[tor-dev] Torperf implementation considerations (was: Torperf)

Tue Sep 24 11:39:00 UTC 2013

Hi.

On Tue, Sep 24, 2013 at 6:03 AM, Karsten Loesing <karsten at torproject.org> wrote:
> On 9/23/13 12:53 AM, Sathyanarayanan Gunasekaran wrote:
>>
>> I don't understand how this will work when users just apt-get install
>> torperf. Ideally if someone writes a good experiment, they should send
>> the patches upstream and get it merged, and then we update torperf to
>> include those tests and then the users just update torperf with their
>> package managers.
>
> I agree with you that this is a rather unusual requirement and that
> adding new experiments to Torperf is the better approach.  That's why
> the paragraph said "should" and "ideally".  I added your concerns to the
> design document to make this clearer.  (Maybe we should mark
> requirements as either "must-do", "should-do", or "could-do"?)

Well, "ideally" implies that we want to do this at some point. Do we?

>
>>> It should be possible to run different experiments with different tor versions or binaries in the same Torperf service instance.
>>
>> I don't think we need this now. I'm totally ok with having users run
>> different torperf instances for different tor versions.
>
> Running multiple Torperf instances has disadvantages that I'm not sure
> how to work around.  For example, we want a single web server listening
> on port 80 for all experiments and for providing results.

Oh. I did not mean running multiple torperf instances
*simultaneously*; I just meant sequentially.

> Why do you think it's hard to run different tor versions or binaries in
> the same Torperf service instance?

Then each experiment needs to deal with locating, bootstrapping, and
shutting down Tor. We could just run a torperf test against a
particular tor version, once that's completed, we can run against
another tor version and so on. I'm not against this idea -- it can be
done. I just don't think it's high priority.

>>> It might be beneficial to provide a mechanism to download and verify the signature of new tor versions as they are released. The user could speficy if they plan to test stable, beta or alpha versions of tor with their Torperf instance.
>>
>> IMHO, torperf should just measure performance, not download Tor or
>> verify signatures. We have good package managers that do that already.
>
> Ah, we don't just want to measure packaged tors.  We might also want to
> measure older versions which aren't contained in package repositories
> anymore, and we might want to measure custom branches with performance
> tweaks.  Not sure if we actually want to verify signatures of tor versions.
>
> I think we should take Shadow's approach (or something similar).  Shadow
> can download a user-defined tor version ('--tor-version'), or it can
> build a local tor path ('--tor-prefix'):

If the user wants to run torperf against tor versions that are not
present in the package managers, then the user should download and
build tor -- not torperf. Once a local binary is present, the user can
run torperf against it with a --tor prefix.

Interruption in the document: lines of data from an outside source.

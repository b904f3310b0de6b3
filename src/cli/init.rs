//! Init command - scaffold the signing configuration.
//!
//! Writes `keyfob.toml` and a `key.properties` template, prompting for
//! the alias and passwords with hidden input when run interactively.

use std::io::{self, IsTerminal};
use std::path::Path;

use dialoguer::{Input, Password};
use tracing::info;
use zeroize::Zeroizing;

use crate::cli::output;
use crate::core::constants;
use crate::core::manifest::{self, Manifest};
use crate::error::{ManifestError, Result};

/// Scaffold keyfob.toml and android/key.properties in `project_dir`.
pub fn execute(
    project_dir: &Path,
    app_id: Option<String>,
    store_file: &str,
    key_alias: Option<String>,
    force: bool,
) -> Result<()> {
    if Manifest::exists(project_dir) && !force {
        return Err(ManifestError::AlreadyInitialized.into());
    }

    let interactive = io::stdin().is_terminal();

    let app_id = match app_id {
        Some(id) => id,
        None if interactive => Input::new()
            .with_prompt("Application id")
            .default("com.example.app".to_string())
            .interact_text()?,
        None => "com.example.app".to_string(),
    };

    let key_alias = match key_alias {
        Some(alias) => alias,
        None if interactive => Input::new()
            .with_prompt("Key alias")
            .default("upload".to_string())
            .interact_text()?,
        None => "upload".to_string(),
    };

    info!("initializing project: {}", app_id);

    let manifest = Manifest::scaffold(&app_id);
    manifest.validate()?;
    manifest.save(project_dir)?;

    let android_dir = project_dir.join(constants::ANDROID_DIR);
    std::fs::create_dir_all(&android_dir)?;

    let props_path = android_dir.join(constants::KEY_PROPERTIES_FILE);
    let mut empty_passwords = false;
    let wrote_properties = if props_path.exists() && !force {
        output::warn(&format!(
            "{} already exists, leaving it untouched",
            props_path.display()
        ));
        false
    } else {
        // Passwords are never accepted as CLI arguments; prompt with
        // hidden input, or leave the template blank for the user to
        // fill in.
        let (key_password, store_password) = if interactive {
            let key_pw = Zeroizing::new(
                Password::new()
                    .with_prompt("Key password")
                    .allow_empty_password(true)
                    .interact()?,
            );
            let store_pw = Zeroizing::new(
                Password::new()
                    .with_prompt("Keystore password")
                    .allow_empty_password(true)
                    .interact()?,
            );
            (key_pw, store_pw)
        } else {
            (Zeroizing::new(String::new()), Zeroizing::new(String::new()))
        };
        empty_passwords = key_password.is_empty() || store_password.is_empty();

        let contents = Zeroizing::new(format!(
            "{}={}\n{}={}\n{}={}\n{}={}\n",
            constants::PROP_STORE_FILE,
            store_file,
            constants::PROP_KEY_ALIAS,
            key_alias,
            constants::PROP_KEY_PASSWORD,
            key_password.as_str(),
            constants::PROP_STORE_PASSWORD,
            store_password.as_str(),
        ));
        std::fs::write(&props_path, contents.as_bytes())?;
        restrict_permissions(&props_path)?;
        true
    };

    manifest::ensure_gitignore(project_dir)?;

    output::success(&format!("initialized {}", constants::MANIFEST_FILE));
    if wrote_properties {
        output::success(&format!(
            "wrote {}",
            output::path(&props_path.display().to_string())
        ));
    }

    if wrote_properties && empty_passwords {
        output::warn("key.properties has empty passwords");
        output::hint("edit android/key.properties, then run: keyfob check");
    } else {
        output::hint("run: keyfob check");
    }

    info!("initialized successfully");
    Ok(())
}

/// Credentials are owner-read-only on Unix.
#[cfg(unix)]
fn restrict_permissions(path: &Path) -> Result<()> {
    use std::os::unix::fs::PermissionsExt;

    std::fs::set_permissions(path, std::fs::Permissions::from_mode(0o600))?;
    Ok(())
}

#[cfg(not(unix))]
fn restrict_permissions(_path: &Path) -> Result<()> {
    Ok(())
}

> https://github.com/shadow/shadow/blob/master/setup#L109
>
> Do you see any problems with this?

Nope, this is perfectly fine. I just don't want torperf to download,
verify and build tor.

>>> A Torperf service instance should be able to accumulate results from its own experiments and remote Torperf service instances
>>
>> Torperf should not accumulate results from remote Torperf service
>> instances. If by "accumulate", you mean read another file from
>> /results which the *user* has downloaded, then yes. Torperf shouldn't
>> *download* result files from remote instances.
>
> Why not?  The alternative is to build another tool that downloads result
> files from remote instances.  That's what we do right now (see footnote:
> "For reference, the current Torperf produces measurement results which
> are re-formatted by metrics-db and visualized by metrics-web with help
> of metrics-lib.  Any change to Torperf triggers subsequent changes to
> the other three codebases, which is suboptimal.")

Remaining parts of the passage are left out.